In 1876, he became a tenured professor of chemical technology and headmaster of the chemical technical Laboratory at the Karlsruhe Polytechnic (from 1885 the Technical University of Karlsruhe). In 1887, he became a professor of chemistry and director of the Technical University of Karlsruhe.
In 1870, he and Adolph Emmerling, a student of Adolf von Baeyer, published a work in which the two first reported the formation of traces of indigo in a material not derived from indigo. Therefore, they have not found indigo “synthesis”, as often reported. Adolf von Baeyer succeeded in this in 1878, who also described in 1883 the correct structural formula.
From 1884, he turned to the petrochemistry. He took a study trip in 1885 to the production area in the Caucasus, travelling later to the Middle East (Egypt) and to North America. Engler argued that oil originated in ancient times from animal fat. His later research focused on petroleum. To determine the viscosity, he developed the Engler viscometer. Together with Hans Höfer he published in 1919 the six-volume work "Das Erdöl – Seine Physik, Chemie, Geologie, Technologie und sein Wirtschaftsbetrieb“ in two editions from 1927.
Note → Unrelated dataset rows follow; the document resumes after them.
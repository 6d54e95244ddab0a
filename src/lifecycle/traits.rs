//! Startup contracts
//!
//! The host resolves exactly one [`StartupModule`] after the container is finalized and
//! calls [`StartupModule::start`] once. The default module runs every registered
//! [`StartupTask`].

use super::LifecycleError;

/// The entry-point component started as the last step of bootstrap
///
/// Register a custom implementation as `dyn StartupModule` to replace the default
/// task runner.
///
/// # Example
///
/// ```rust
/// use bootwire::lifecycle::{LifecycleError, StartupModule};
///
/// struct Banner;
///
/// impl StartupModule for Banner {
///     fn start(&self) -> Result<(), LifecycleError> {
///         tracing::info!("application started");
///         Ok(())
///     }
/// }
/// ```
pub trait StartupModule: Send + Sync {
    /// Called once, synchronously, after the resolver has been published
    fn start(&self) -> Result<(), LifecycleError>;
}

/// Work run by the default startup module, in registration order
///
/// Use this hook to:
/// - Warm up caches
/// - Schedule background jobs
/// - Validate configuration that needs resolved services
///
/// # Example
///
/// ```rust
/// use bootwire::lifecycle::{LifecycleError, StartupTask};
///
/// struct CacheWarmer;
///
/// impl StartupTask for CacheWarmer {
///     fn start(&self) -> Result<(), LifecycleError> {
///         // Pre-load frequently accessed data
///         Ok(())
///     }
/// }
/// ```
pub trait StartupTask: Send + Sync {
    /// Name used in logs and errors
    fn name(&self) -> &str {
        std::any::type_name::<Self>()
    }

    /// Run the task
    ///
    /// An error stops the remaining tasks and fails bootstrap.
    fn start(&self) -> Result<(), LifecycleError>;
}
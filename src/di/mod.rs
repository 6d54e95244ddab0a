mod builder;
mod container;
mod injectable;

pub use builder::ContainerBuilder;
pub use container::Container;
pub use injectable::Injectable;
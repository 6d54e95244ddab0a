/// The host environment the application runs on.
///
/// The host registers exactly one platform per container, resolvable as `dyn Platform`.
pub trait Platform: Send + Sync + 'static {
    /// Human-readable platform name
    fn name(&self) -> &str;
}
Besides his researches in petroleum he also studied the properties of ozone and from 1903 he was a member in the Board of BASF, where he was involved in the development of the Haber process.

===Politics===
Engler was politically active in the National Liberal Party. As a representative he had a seat in the Reichstag from 1887 till 1890 and from 1890 till 1904 in the first Chamber of the Baden Assembly.

==Honors==
- Honorary doctor at the Friedrich Wilhelm University of Berlin and Technische Universität Darmstadt in 1911
- Honorary doctor at the Ludwig-Maximilians-Universität München in 1918

The Carl-Engler-Medal of the Deutsche Wissenschaftliche Gesellschaft für Erdöl, Erdgas und Kohle e.V. is named after him. The Vocational School for Chemistry professionals in Karlsruhe also bears his name. Also the“ Engler-Bunte Institute“ at Karlsruhe Institute of Technology is named after Engler and Hans Bunte.